- Born: September 8, 1955 (age 70)
- Education: California State University, Fullerton
- Occupation: Journalist
- Writing career
- Language: U.S.
- Genre: Non-fiction
- Subject: Sports

= Peter Schmuck =

American journalist

Peter Gilray Schmuck (born September 8, 1955, in California) is a retired American sportswriter.

Schmuck was a reporter for the Orange County Register and later a reporter and sports columnist for The Baltimore Sun before retiring in 2020. Named Maryland Sportswriter of the Year seven times by the National Sports Media Association, he primarily wrote about baseball and hosted a weekend talk show on WBAL AM 1090. For several years, he wrote a popular blog entitled "The Schmuck Stops Here" on the Baltimore Sun web site. He still writes columns for the website BaltimoreBaseball.com on an occasional basis.

A graduate of Cal State Fullerton, Schmuck first came to national attention in 1980 when the California Department of Motor Vehicles denied his request for a personalized license plate bearing his last name, claiming it was "obscene and offensive to public decency." The incident led to an appearance with comedian Buddy Hackett on an episode of the syndicated re-make of the game show You Bet Your Life.

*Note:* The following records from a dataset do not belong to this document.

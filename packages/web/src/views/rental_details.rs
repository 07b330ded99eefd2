use api::{ApiClient, RentalDatesPatch, ReturnRequest};
use chrono::NaiveDate;
use dioxus::prelude::*;

use store::lifecycle::{self, estimate_return_or_today};
use store::{Car, Rental};
use ui::components::{
    use_toast, Alert, BadgeTone, Badge, Button, ButtonVariant, FormField, Input, Modal,
    PageHeader, Spinner,
};
use ui::{use_session, validate, ActionState, RequireAuth};

use super::rentals::rental_status_tone;
use crate::Route;

#[component]
pub fn RentalDetailsPage(id: i64) -> Element {
    rsx! {
        RequireAuth {
            RentalDetailsView { id }
        }
    }
}

#[component]
fn RentalDetailsView(id: i64) -> Element {
    let client = use_context::<ApiClient>();
    let session = use_session();
    let mut toast = use_toast();

    let mut rental = use_signal(|| Option::<Rental>::None);
    let mut car = use_signal(|| Option::<Car>::None);
    let mut loading = use_signal(|| true);
    let mut error = use_signal(|| Option::<String>::None);

    let mut return_open = use_signal(|| false);
    let mut return_date = use_signal(String::new);
    let mut bad_condition = use_signal(|| false);
    let mut return_action = use_signal(ActionState::default);

    let mut edit_issue = use_signal(String::new);
    let mut edit_expected = use_signal(String::new);
    let mut edit_action = use_signal(ActionState::default);

    let _loader = use_resource({
        let client = client.clone();
        move || {
            let client = client.clone();
            async move {
                match client.rental(id).await {
                    Ok(data) => {
                        edit_issue.set(data.issue_date.to_string());
                        edit_expected.set(data.expected_return_date.to_string());
                        let car_id = data.car;
                        rental.set(Some(data));
                        error.set(None);
                        // Pricing summary needs the car's daily rate; a
                        // missing car only degrades the summary.
                        match client.car(car_id).await {
                            Ok(car_data) => car.set(Some(car_data)),
                            Err(err) => {
                                tracing::warn!("failed to load car {car_id}: {err}");
                            }
                        }
                    }
                    Err(err) => {
                        tracing::warn!("failed to load rental {id}: {err}");
                        error.set(Some("Unable to load rental details.".to_string()));
                    }
                }
                loading.set(false);
            }
        }
    });

    if loading() {
        return rsx! {
            Spinner { label: "Loading rental details" }
        };
    }

    let Some(current) = rental() else {
        return rsx! {
            div {
                class: "card",
                p { class: "error", {error().unwrap_or_else(|| "Rental not found.".to_string())} }
                Link { class: "link", to: Route::RentalsPage {}, "← Back to rentals" }
            }
        };
    };

    let role = session.read().role();
    // The controls below are gated here once; a denied action is never
    // rendered, so the corresponding API call cannot be attempted.
    let can_return = role
        .map(|r| lifecycle::can_return(&current, r))
        .unwrap_or(false);
    let can_edit_dates = role
        .map(|r| lifecycle::can_edit_dates(&current, r))
        .unwrap_or(false);

    let pricing = car().and_then(|c| {
        let rate = c.daily_rate()?;
        let end = current
            .actual_return_date
            .unwrap_or(current.expected_return_date);
        let days = lifecycle::duration_days(current.issue_date, end);
        Some((days, lifecycle::estimated_charge(&current, rate)))
    });

    let candidate_date: Option<NaiveDate> = return_date().trim().parse().ok();
    let estimate = estimate_return_or_today(
        current.expected_return_date,
        candidate_date,
        bad_condition(),
    );

    let return_pending = return_action().is_pending();
    let return_error = return_action().error().map(str::to_string);
    let edit_pending = edit_action().is_pending();
    let edit_error = edit_action().error().map(str::to_string);

    let handle_return = {
        let client = client.clone();
        move |_| {
            if !return_action.write().begin() {
                return;
            }
            let payload = ReturnRequest {
                actual_return_date: return_date.peek().trim().parse().ok(),
                bad_condition: *bad_condition.peek(),
            };
            let client = client.clone();
            spawn(async move {
                match client.return_rental(id, &payload).await {
                    Ok(outcome) => {
                        // The server's figures replace the local estimate.
                        rental.set(Some(outcome.rental));
                        return_action.write().finish(Ok(()));
                        return_open.set(false);
                        return_date.set(String::new());
                        bad_condition.set(false);
                        toast.success(format!(
                            "Rental closed. Invoice total: ${}",
                            outcome.invoice_total
                        ));
                    }
                    Err(err) => {
                        tracing::warn!("return failed for rental {id}: {err}");
                        let message = err
                            .server_message()
                            .unwrap_or("Unable to return rental.")
                            .to_string();
                        return_action.write().finish(Err(message));
                        // The rental may have been closed by someone else;
                        // reconcile with the server instead of trusting the
                        // local copy.
                        if let Ok(fresh) = client.rental(id).await {
                            rental.set(Some(fresh));
                        }
                    }
                }
            });
        }
    };

    let issue_error = validate::iso_date(&edit_issue(), "Enter a valid issue date.");
    let expected_error =
        validate::iso_date(&edit_expected(), "Enter a valid expected return date.");

    let handle_edit_dates = {
        let client = client.clone();
        move |_| {
            let (Ok(issue), Ok(expected)) = (
                edit_issue.peek().trim().parse::<NaiveDate>(),
                edit_expected.peek().trim().parse::<NaiveDate>(),
            ) else {
                return;
            };
            if !edit_action.write().begin() {
                return;
            }
            let payload = RentalDatesPatch {
                issue_date: issue,
                expected_return_date: expected,
            };
            let client = client.clone();
            spawn(async move {
                match client.update_rental_dates(id, &payload).await {
                    Ok(updated) => {
                        edit_issue.set(updated.issue_date.to_string());
                        edit_expected.set(updated.expected_return_date.to_string());
                        rental.set(Some(updated));
                        edit_action.write().finish(Ok(()));
                        toast.success("Rental dates updated.");
                    }
                    Err(err) => {
                        tracing::warn!("date edit failed for rental {id}: {err}");
                        let message = err
                            .server_message()
                            .unwrap_or("Unable to update rental dates.")
                            .to_string();
                        edit_action.write().finish(Err(message));
                        if let Ok(fresh) = client.rental(id).await {
                            rental.set(Some(fresh));
                        }
                    }
                }
            });
        }
    };

    let actual_label = current
        .actual_return_date
        .map(|d| d.to_string())
        .unwrap_or_else(|| "—".to_string());

    rsx! {
        section {
            PageHeader {
                title: "Rental #{current.id}",
                subtitle: "Status: {current.status}",
                actions: if can_return {
                    Some(rsx! {
                        Button {
                            variant: ButtonVariant::Secondary,
                            onclick: move |_| return_open.set(true),
                            "Return rental"
                        }
                    })
                } else {
                    None
                },
            }
            div {
                class: "card detail-grid",
                div {
                    h2 { class: "section-title", "Details" }
                    p { strong { "Customer: " } "{current.customer_label()}" }
                    p { strong { "Car: " } "{current.car_label()}" }
                    p { strong { "Issue date: " } "{current.issue_date}" }
                    p { strong { "Expected return: " } "{current.expected_return_date}" }
                    p { strong { "Actual return: " } "{actual_label}" }
                    p {
                        strong { "Status: " }
                        Badge { tone: rental_status_tone(current.status), "{current.status}" }
                    }
                }
                div {
                    h2 { class: "section-title", "Pricing summary" }
                    if let Some((days, amount)) = pricing {
                        p { "Estimated duration: {days} day(s)" }
                        p { "Estimated rental charge: ${amount:.2}" }
                    } else {
                        p { "Pricing data unavailable without car details." }
                    }
                    Alert {
                        tone: BadgeTone::Info,
                        title: "Deposits and penalties",
                        "Deposit, penalties, and ledger details are finalized by the backend when the rental is closed."
                    }
                }
            }
            div {
                class: "section",
                if can_edit_dates {
                    div {
                        class: "card form",
                        h2 { class: "section-title", "Edit rental dates" }
                        if let Some(message) = edit_error {
                            Alert { tone: BadgeTone::Danger, title: "Update failed", "{message}" }
                        }
                        FormField {
                            label: "Issue date",
                            html_for: "edit-issue",
                            error: issue_error.clone(),
                            Input {
                                id: "edit-issue",
                                r#type: "date",
                                value: edit_issue(),
                                oninput: move |evt: FormEvent| edit_issue.set(evt.value()),
                            }
                        }
                        FormField {
                            label: "Expected return date",
                            html_for: "edit-expected",
                            error: expected_error.clone(),
                            Input {
                                id: "edit-expected",
                                r#type: "date",
                                value: edit_expected(),
                                oninput: move |evt: FormEvent| edit_expected.set(evt.value()),
                            }
                        }
                        div {
                            class: "form-actions",
                            Button {
                                disabled: edit_pending,
                                onclick: handle_edit_dates,
                                if edit_pending { "Saving..." } else { "Save dates" }
                            }
                        }
                    }
                } else {
                    Alert {
                        tone: BadgeTone::Warning,
                        title: "Date editing restricted",
                        "Rental dates can only be edited while the rental is in draft status."
                    }
                }
            }
            Modal {
                open: return_open(),
                title: "Return rental",
                description: "Confirm the return date and any condition issues.",
                on_close: move |_| {
                    if !return_pending {
                        return_open.set(false);
                    }
                },
                div {
                    class: "form",
                    if let Some(message) = return_error {
                        Alert { tone: BadgeTone::Danger, title: "Return failed", "{message}" }
                    }
                    FormField {
                        label: "Actual return date",
                        html_for: "return-date",
                        hint: "Leave empty to use today's date.",
                        Input {
                            id: "return-date",
                            r#type: "date",
                            value: return_date(),
                            oninput: move |evt: FormEvent| return_date.set(evt.value()),
                        }
                    }
                    label {
                        class: "checkbox",
                        input {
                            r#type: "checkbox",
                            checked: bad_condition(),
                            onchange: move |evt: FormEvent| bad_condition.set(evt.checked()),
                        }
                        "Report bad condition (adds a penalty)"
                    }
                    Alert {
                        tone: BadgeTone::Info,
                        title: "Penalty estimate",
                        "Late days: {estimate.late_days} · Late fee: ${estimate.late_fee} · "
                        "Bad condition fee: ${estimate.bad_condition_fee} · "
                        "Estimated penalties total: ${estimate.total}"
                    }
                    Alert {
                        tone: BadgeTone::Warning,
                        title: "Final totals",
                        "The backend calculates final totals and deposit refunds when the rental is closed."
                    }
                    div {
                        class: "modal__actions",
                        Button {
                            variant: ButtonVariant::Ghost,
                            disabled: return_pending,
                            onclick: move |_| return_open.set(false),
                            "Cancel"
                        }
                        Button {
                            disabled: return_pending,
                            onclick: handle_return,
                            if return_pending { "Returning..." } else { "Confirm return" }
                        }
                    }
                }
            }
            div {
                class: "section",
                Link { class: "link", to: Route::RentalsPage {}, "← Back to rentals" }
            }
        }
    }
}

During a sports writing career that spanned 43 years, Schmuck covered the Los Angeles Dodgers, California Angels and Baltimore Orioles as a beat writer before becoming the Baltimore Sun's national baseball reporter in 1994. He became that paper's general sports columnist in 2004 and remained in that role until retiring. He also served as a freelance columnist for The Sporting News during the 1990s and wrote for numerous sports magazines and baseball annuals.

In addition to his writing career, he served as a television baseball analyst for the FOX affiliate in Baltimore and spent two decades as a sports and political talk show host on WBAL Radio. He also appeared in five episodes of the MLB Network's Prime 9 and three episodes (Cal Ripken, Albert Belle and Ball Four) of ESPN's SportsCentury.

Schmuck was elected president of the Baseball Writers' Association of America in 2005.